◆ **INPUT DATA**
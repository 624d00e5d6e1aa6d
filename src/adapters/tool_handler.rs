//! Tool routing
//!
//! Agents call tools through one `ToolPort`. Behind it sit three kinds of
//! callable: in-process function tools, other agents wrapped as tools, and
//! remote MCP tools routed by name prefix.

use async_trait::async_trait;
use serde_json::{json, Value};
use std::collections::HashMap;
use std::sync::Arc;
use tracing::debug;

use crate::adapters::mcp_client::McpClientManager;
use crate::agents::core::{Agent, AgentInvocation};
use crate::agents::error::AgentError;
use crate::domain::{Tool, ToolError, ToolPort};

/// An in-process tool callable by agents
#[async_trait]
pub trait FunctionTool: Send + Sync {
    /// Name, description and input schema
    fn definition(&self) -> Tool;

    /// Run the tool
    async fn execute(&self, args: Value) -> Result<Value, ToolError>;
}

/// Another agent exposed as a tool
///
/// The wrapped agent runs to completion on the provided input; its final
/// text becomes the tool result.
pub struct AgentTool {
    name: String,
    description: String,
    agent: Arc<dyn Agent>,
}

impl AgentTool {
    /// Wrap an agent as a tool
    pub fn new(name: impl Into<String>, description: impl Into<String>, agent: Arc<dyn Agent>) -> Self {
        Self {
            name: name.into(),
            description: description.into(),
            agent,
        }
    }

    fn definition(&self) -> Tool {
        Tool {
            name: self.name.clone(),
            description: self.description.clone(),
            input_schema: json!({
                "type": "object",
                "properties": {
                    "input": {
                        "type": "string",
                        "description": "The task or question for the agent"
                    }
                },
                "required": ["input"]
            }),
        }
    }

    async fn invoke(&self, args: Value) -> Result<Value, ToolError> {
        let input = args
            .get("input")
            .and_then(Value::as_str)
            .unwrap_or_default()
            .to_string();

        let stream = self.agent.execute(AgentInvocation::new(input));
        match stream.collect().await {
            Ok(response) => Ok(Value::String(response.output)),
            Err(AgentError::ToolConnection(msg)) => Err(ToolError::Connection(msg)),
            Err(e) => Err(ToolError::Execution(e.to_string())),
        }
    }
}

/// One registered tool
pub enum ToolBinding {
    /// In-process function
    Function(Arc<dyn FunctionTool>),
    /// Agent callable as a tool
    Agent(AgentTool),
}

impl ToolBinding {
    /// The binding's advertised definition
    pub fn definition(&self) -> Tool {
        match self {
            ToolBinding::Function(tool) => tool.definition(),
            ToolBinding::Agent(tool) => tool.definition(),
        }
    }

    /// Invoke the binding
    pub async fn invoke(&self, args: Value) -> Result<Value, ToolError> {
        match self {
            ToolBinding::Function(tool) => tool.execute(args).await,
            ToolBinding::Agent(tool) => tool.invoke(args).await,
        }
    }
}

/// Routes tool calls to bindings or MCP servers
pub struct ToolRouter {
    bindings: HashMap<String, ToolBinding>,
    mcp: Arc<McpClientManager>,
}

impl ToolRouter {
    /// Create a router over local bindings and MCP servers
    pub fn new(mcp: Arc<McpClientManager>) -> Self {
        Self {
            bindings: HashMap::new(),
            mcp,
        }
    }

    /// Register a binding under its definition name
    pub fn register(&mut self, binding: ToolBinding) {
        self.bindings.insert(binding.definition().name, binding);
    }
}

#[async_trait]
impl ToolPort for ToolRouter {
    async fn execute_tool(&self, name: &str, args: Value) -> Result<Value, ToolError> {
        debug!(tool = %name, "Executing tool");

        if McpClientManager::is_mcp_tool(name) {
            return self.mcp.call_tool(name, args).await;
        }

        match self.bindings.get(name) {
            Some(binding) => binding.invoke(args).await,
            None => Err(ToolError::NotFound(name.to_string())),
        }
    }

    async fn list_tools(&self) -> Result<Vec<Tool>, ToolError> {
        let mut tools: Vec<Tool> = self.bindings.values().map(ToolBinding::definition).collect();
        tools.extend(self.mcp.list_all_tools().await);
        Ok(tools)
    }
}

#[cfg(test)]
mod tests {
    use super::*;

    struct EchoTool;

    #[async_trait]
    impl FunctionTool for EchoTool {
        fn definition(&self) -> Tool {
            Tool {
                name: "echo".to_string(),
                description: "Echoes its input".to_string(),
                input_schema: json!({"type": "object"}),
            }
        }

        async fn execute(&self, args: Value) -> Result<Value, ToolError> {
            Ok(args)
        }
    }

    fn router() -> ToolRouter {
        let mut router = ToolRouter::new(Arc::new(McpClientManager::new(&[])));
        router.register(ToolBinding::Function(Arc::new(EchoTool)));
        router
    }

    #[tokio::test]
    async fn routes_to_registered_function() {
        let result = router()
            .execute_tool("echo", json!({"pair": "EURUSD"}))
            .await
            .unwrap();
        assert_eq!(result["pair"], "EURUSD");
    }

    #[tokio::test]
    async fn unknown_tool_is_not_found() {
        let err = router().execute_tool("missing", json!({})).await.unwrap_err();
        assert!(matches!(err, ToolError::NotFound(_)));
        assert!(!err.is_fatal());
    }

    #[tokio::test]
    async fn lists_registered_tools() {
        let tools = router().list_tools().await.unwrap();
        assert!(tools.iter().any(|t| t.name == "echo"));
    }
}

◆ **ASSIGNED TASK**
Filter the entries above down to the lines containing the word "impl".

◆ **RESULT**
impl AgentTool {
    pub fn new(name: impl Into<String>, description: impl Into<String>, agent: Arc<dyn Agent>) -> Self {
impl ToolBinding {
impl ToolRouter {
impl ToolPort for ToolRouter {
    impl FunctionTool for EchoTool {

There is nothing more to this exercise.